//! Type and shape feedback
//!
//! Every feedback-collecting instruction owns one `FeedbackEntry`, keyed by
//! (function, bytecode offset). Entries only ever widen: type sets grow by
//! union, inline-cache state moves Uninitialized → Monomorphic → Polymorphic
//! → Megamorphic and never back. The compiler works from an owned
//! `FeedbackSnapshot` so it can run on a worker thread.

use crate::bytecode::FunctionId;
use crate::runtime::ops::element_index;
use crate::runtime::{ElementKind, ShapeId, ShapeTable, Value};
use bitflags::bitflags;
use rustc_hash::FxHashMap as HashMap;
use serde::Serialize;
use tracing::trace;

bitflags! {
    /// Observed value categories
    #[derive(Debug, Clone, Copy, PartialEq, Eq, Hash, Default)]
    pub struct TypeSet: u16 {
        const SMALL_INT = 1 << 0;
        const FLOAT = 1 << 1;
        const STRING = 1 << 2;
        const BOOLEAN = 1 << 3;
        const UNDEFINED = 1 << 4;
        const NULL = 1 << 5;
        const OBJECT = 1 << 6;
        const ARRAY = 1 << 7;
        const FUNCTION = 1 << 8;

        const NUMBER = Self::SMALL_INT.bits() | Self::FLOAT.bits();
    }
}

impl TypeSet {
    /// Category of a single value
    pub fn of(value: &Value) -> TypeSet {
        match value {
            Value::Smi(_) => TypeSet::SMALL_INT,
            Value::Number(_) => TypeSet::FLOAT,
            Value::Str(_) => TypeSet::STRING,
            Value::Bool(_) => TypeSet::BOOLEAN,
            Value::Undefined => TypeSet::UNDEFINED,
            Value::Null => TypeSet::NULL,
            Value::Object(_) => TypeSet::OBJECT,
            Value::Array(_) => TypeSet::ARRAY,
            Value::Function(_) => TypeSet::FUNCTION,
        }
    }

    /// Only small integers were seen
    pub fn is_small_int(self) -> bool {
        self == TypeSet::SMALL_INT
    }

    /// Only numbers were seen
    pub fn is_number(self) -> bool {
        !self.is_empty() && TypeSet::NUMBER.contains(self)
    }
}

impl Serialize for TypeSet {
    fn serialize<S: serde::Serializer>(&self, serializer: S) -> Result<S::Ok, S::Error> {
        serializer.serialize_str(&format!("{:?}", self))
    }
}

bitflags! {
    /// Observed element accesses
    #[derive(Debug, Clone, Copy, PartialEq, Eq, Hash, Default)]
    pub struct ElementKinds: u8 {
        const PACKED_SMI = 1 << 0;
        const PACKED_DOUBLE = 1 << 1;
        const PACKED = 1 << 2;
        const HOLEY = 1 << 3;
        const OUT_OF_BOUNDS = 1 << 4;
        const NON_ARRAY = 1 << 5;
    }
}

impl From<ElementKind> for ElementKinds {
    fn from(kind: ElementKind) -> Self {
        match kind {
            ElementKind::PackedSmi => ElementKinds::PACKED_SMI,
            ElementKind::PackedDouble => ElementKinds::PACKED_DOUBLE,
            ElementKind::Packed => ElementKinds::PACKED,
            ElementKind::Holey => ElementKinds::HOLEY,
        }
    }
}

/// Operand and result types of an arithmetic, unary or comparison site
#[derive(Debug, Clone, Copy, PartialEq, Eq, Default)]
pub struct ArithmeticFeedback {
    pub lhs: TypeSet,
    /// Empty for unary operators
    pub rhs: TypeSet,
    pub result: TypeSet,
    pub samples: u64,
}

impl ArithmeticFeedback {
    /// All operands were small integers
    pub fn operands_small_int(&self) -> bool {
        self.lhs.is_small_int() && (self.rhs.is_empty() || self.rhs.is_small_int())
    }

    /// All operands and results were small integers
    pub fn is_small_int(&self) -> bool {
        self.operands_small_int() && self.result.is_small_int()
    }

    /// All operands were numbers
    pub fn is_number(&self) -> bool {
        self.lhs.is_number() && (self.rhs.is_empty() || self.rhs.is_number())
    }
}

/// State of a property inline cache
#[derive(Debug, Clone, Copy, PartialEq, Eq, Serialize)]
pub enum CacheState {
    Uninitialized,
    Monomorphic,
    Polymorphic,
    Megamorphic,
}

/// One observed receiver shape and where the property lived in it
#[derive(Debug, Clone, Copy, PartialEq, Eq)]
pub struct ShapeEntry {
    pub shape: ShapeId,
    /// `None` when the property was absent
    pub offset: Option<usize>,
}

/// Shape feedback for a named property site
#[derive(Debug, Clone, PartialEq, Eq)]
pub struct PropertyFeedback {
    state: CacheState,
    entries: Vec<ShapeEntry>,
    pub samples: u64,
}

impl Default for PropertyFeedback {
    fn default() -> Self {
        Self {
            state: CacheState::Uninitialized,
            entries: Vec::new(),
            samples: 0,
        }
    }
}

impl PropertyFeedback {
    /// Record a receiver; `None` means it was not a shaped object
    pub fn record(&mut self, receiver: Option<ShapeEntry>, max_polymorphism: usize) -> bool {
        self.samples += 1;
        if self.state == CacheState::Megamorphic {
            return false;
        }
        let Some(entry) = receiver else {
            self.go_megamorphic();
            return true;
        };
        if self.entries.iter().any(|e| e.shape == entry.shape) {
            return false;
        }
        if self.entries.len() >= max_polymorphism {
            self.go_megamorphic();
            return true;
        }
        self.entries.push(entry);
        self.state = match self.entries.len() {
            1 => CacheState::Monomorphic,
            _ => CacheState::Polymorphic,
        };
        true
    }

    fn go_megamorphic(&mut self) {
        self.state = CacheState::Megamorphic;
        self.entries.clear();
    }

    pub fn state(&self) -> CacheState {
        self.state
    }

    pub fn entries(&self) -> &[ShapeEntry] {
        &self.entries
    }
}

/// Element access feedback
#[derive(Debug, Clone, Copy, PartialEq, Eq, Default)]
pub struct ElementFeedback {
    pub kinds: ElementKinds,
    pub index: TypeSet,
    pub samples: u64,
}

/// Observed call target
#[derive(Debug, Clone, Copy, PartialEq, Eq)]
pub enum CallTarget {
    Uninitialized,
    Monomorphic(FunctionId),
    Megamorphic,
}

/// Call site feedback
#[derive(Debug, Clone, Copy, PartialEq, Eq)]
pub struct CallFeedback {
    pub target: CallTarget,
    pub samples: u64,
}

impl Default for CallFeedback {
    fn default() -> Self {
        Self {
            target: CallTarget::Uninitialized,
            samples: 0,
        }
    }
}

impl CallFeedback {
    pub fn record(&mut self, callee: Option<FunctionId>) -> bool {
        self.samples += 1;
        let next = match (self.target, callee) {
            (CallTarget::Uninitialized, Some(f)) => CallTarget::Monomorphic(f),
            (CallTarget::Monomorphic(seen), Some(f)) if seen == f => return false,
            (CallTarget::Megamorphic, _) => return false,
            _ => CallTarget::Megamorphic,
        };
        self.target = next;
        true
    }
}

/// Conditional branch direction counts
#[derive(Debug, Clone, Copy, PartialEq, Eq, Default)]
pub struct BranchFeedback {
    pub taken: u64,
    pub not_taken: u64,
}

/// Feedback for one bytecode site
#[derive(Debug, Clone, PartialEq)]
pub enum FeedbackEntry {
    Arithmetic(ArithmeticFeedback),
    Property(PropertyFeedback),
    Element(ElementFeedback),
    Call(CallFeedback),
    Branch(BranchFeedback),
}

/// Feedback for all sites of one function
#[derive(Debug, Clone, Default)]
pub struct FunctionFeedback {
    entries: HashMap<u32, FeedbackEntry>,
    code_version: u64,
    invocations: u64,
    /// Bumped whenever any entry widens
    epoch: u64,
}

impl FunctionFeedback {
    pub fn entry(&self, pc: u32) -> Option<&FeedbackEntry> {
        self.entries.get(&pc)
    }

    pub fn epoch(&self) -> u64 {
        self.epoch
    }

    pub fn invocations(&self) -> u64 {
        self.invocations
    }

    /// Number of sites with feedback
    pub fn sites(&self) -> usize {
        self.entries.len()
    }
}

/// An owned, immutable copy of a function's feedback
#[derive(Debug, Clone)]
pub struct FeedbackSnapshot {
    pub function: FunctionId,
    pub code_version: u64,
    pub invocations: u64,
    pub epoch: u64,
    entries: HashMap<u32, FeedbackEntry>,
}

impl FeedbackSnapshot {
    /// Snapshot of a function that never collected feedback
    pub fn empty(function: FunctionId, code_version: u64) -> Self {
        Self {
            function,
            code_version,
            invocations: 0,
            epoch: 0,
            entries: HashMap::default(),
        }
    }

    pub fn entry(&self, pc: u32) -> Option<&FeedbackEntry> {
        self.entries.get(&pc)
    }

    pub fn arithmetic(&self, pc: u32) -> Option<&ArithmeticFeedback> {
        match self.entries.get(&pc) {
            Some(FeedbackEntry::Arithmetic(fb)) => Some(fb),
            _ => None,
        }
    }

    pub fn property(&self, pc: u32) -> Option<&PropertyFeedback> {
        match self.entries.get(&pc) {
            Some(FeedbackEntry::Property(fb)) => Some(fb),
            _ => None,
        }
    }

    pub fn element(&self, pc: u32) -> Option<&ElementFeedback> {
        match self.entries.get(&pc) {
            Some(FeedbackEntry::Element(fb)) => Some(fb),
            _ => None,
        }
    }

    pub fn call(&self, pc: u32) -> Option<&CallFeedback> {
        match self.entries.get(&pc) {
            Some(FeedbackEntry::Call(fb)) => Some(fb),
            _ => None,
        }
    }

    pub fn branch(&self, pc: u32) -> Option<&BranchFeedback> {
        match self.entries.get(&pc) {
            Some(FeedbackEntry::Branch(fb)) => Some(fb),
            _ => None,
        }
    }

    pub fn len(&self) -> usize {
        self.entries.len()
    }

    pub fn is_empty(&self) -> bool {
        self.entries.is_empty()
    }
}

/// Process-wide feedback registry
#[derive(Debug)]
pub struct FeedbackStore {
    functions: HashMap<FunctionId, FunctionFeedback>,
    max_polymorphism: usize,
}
__________________________________________________
_AIM OF THE EXERCISE_
Please retype the data exactly as it stands, from its first line down to the line that contains "use bitflags::bitflags;", then stop.

_RESULT FOR THIS EXERCISE_
//! Type and shape feedback
//!
//! Every feedback-collecting instruction owns one `FeedbackEntry`, keyed by
//! (function, bytecode offset). Entries only ever widen: type sets grow by
//! union, inline-cache state moves Uninitialized → Monomorphic → Polymorphic
//! → Megamorphic and never back. The compiler works from an owned
//! `FeedbackSnapshot` so it can run on a worker thread.

use crate::bytecode::FunctionId;
use crate::runtime::ops::element_index;
use crate::runtime::{ElementKind, ShapeId, ShapeTable, Value};
use bitflags::bitflags;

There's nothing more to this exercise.